Dani comenta ainda, sobre o racismo no audiovisual. “Não adianta me convidar para ser cota no seu projeto e não me inserir na sua história, não dar relevância para a minha personagem. Chega, né? Já passou da hora de termos mais protagonismo. Claro que sou chamada para muitos trabalhos. Fui convidada pelo Vinicius para fazer a novela, por isso me chocou tanto passar pelo que passei. Mas já ocupei um lugar, as pessoas conhecem meu trabalho, sabem que entrego. Só que acho que também precisam se perguntar se nos seus roteiros ainda existem personagens pretos e personagens brancos. O audiovisual é racista e excludente. Por isso eu também produzo, dirijo e escrevo. Para ter mais diversidade de personagens preciso criar”, observa.

Cada um atuando com suas ferramentas

Retornando ao teatro, onde começou a carreira, a atriz está em cena em ’12 anos ou A memória da queda’, na montagem idealizada por Felipe Heráclito Lima, que aborda uma temática ainda pulsante nos dias atuais: a escravização dos corpos negros. A peça apresenta uma releitura da história através da ótica feminina negra, presente na direção de Onisajé Tatiana Tiburcio. “Sabemos que o espaço em que estamos, por exemplo, fica em uma região que foi de muita luta, muita resistência. Um local que têm cemitérios de negros, dos povos originários, indígenas. Isso é bem representativo. E essa história ainda não está nos nossos livros da forma que deveria estar. Então, se não está, nós artistas, comunicadores, precisamos usar nossas melhores ferramentas para que isso chegue ao alcance de muitas pessoas. No mês da Consciência Negra termos voz neste espaço que estamos ocupando é transformador. Para a gente que faz e para quem tem a possibilidade de assistir”.

Dani com David Junior e Carmo Dalla Vecchia (fundo), no espetáculo '12 anos ou A memória da queda' (Foto: Ale Catan)

Dani com David Junior e Carmo Dalla Vecchia (fundo), no espetáculo ’12 anos ou A memória da queda’ (Foto: Ale Catan)

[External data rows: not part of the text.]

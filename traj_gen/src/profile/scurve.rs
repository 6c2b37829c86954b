//! Jerk limited S-curve planning along a single axis.
//!
//! The profile is made of seven phases, each with a constant jerk:
//!
//! 1. jerk up to the peak acceleration,
//! 2. constant acceleration,
//! 3. jerk down to zero acceleration,
//! 4. cruise at the peak velocity,
//! 5. to 7. the mirror image of 1 to 3, decelerating to rest.
//!
//! Any phase may have zero duration.

// ---------------------------------------------------------------------------
// IMPORTS
// ---------------------------------------------------------------------------

use util::maths::clamp;

// ---------------------------------------------------------------------------
// DATA STRUCTURES
// ---------------------------------------------------------------------------

/// A constant jerk interval of the profile.
#[derive(Debug, Clone, Copy, PartialEq, Default)]
struct Phase {
    duration: f64,
    jerk: f64,
}

/// Kinematic state at an instant of the profile.
#[derive(Debug, Clone, Copy, PartialEq, Default)]
pub struct State {
    pub position: f64,
    pub velocity: f64,
    pub acceleration: f64,
    pub jerk: f64,
}

/// A planned rest to rest S-curve covering a fixed distance.
#[derive(Debug, Clone, PartialEq)]
pub struct SCurve {
    phases: [Phase; 7],

    /// Peak velocity reached during the profile.
    pub peak_vel: f64,

    /// Peak acceleration reached during the profile.
    pub peak_acc: f64,

    /// Total distance covered.
    pub length: f64,
}

// ---------------------------------------------------------------------------
// IMPLEMENTATIONS
// ---------------------------------------------------------------------------

impl SCurve {
    /// Plan the fastest profile covering `length` from rest to rest.
    ///
    /// The limits must be strictly positive, `length` must be non-negative.
    /// The peak velocity is lowered below `max_vel` when the distance is too
    /// short to reach it, and the peak acceleration follows from the peak
    /// velocity.
    pub fn plan(length: f64, max_vel: f64, max_acc: f64, max_jerk: f64) -> Self {
        if length <= 0.0 {
            return Self {
                phases: [Phase::default(); 7],
                peak_vel: 0.0,
                peak_acc: 0.0,
                length: 0.0,
            };
        }

        let peak_vel = if 2.0 * accel_distance(max_vel, max_acc, max_jerk) <= length {
            max_vel
        } else {
            // Try keeping the full acceleration limit first, which is only
            // valid if the velocity is high enough to reach it.
            let a2_j = max_acc * max_acc / max_jerk;
            let v = 0.5 * (-a2_j + (a2_j * a2_j + 4.0 * max_acc * length).sqrt());

            if v >= a2_j {
                v
            } else {
                (0.5 * length * max_jerk.sqrt()).powf(2.0 / 3.0)
            }
        };

        let peak_acc = peak_acc(peak_vel, max_acc, max_jerk);
        let t_jerk = peak_acc / max_jerk;
        let t_acc = (peak_vel / peak_acc - t_jerk).max(0.0);
        let t_cruise =
            ((length - 2.0 * accel_distance(peak_vel, max_acc, max_jerk)) / peak_vel).max(0.0);

        let phase = |duration, jerk| Phase { duration, jerk };

        Self {
            phases: [
                phase(t_jerk, max_jerk),
                phase(t_acc, 0.0),
                phase(t_jerk, -max_jerk),
                phase(t_cruise, 0.0),
                phase(t_jerk, -max_jerk),
                phase(t_acc, 0.0),
                phase(t_jerk, max_jerk),
            ],
            peak_vel,
            peak_acc,
            length,
        }
    }

    /// Total duration of the profile.
    ///
    /// Units: seconds
    pub fn duration(&self) -> f64 {
        self.phases.iter().map(|p| p.duration).sum()
    }

    /// Evaluate the profile at time `t`, clamped to `[0, duration]`.
    ///
    /// Each phase is integrated in closed form from the state at its start.
    pub fn state_at(&self, t: f64) -> State {
        let mut state = State::default();
        let mut remaining = clamp(t, 0.0, self.duration());

        for phase in self.phases.iter() {
            if phase.duration <= 0.0 {
                continue;
            }

            let tau = remaining.min(phase.duration);
            state = advance(&state, phase.jerk, tau);
            remaining -= tau;

            if remaining <= 0.0 {
                break;
            }
        }

        state
    }
}

// ---------------------------------------------------------------------------
// PRIVATE FUNCTIONS
// ---------------------------------------------------------------------------

/// Peak acceleration reached when accelerating from rest to `vel`.
fn peak_acc(vel: f64, max_acc: f64, max_jerk: f64) -> f64 {
    max_acc.min((vel * max_jerk).sqrt())
}

/// Distance needed to accelerate from rest to `vel`.
fn accel_distance(vel: f64, max_acc: f64, max_jerk: f64) -> f64 {
    let a = peak_acc(vel, max_acc, max_jerk);

    0.5 * vel * (vel / a + a / max_jerk)
}

/// Integrate a constant jerk over `tau` seconds.
fn advance(state: &State, jerk: f64, tau: f64) -> State {
    let (s, v, a) = (state.position, state.velocity, state.acceleration);
    let tau2 = tau * tau;

    State {
        position: s + v * tau + a * tau2 / 2.0 + jerk * tau2 * tau / 6.0,
        velocity: v + a * tau + jerk * tau2 / 2.0,
        acceleration: a + jerk * tau,
        jerk,
    }
}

O racismo é problema de todos. E neste mês da Consciência Negra, foram muitos os espaços abertos para a reflexão, sempre lembrando que somado a isso, é preciso debate e ações afirmativas. “’Numa sociedade racista, não basta não ser racista. É necessário ser antirracista’, o pensamento da escritora e ativista Angela Davis – do livro ‘Mulheres, raça e classe’ (1981) – ilumina o fato de que para que as mudanças aconteçam e sejam significativas, é necessário que o antirracismo parta não só de ações individuais, mas também através da educação”.

Aproveitando o momento, Dani usa o espaço, para falar diretamente com quem se diz antirracista. “O que você está fazendo efetivamente para ser antirracista com as suas escolhas, o seu olhar, com a sua escrita? O que você está fazendo que o seu avô, bisavô, não fez? O que você está fazendo para se responsabilizar pela história, o legado da sua família? Ser antirracista não é postar nas redes que é. Quero saber se você é meu aliado de forma ativa e efetiva. Dizer que não tem informação em 2022, não cola. É feio. A realidade só vai mudar quando os meus aliados cobrarem junto comigo. O sonho deste novembro, é que no próximo as pessoas já possam estar mais tocadas e o que falei aqui possa se transformar”.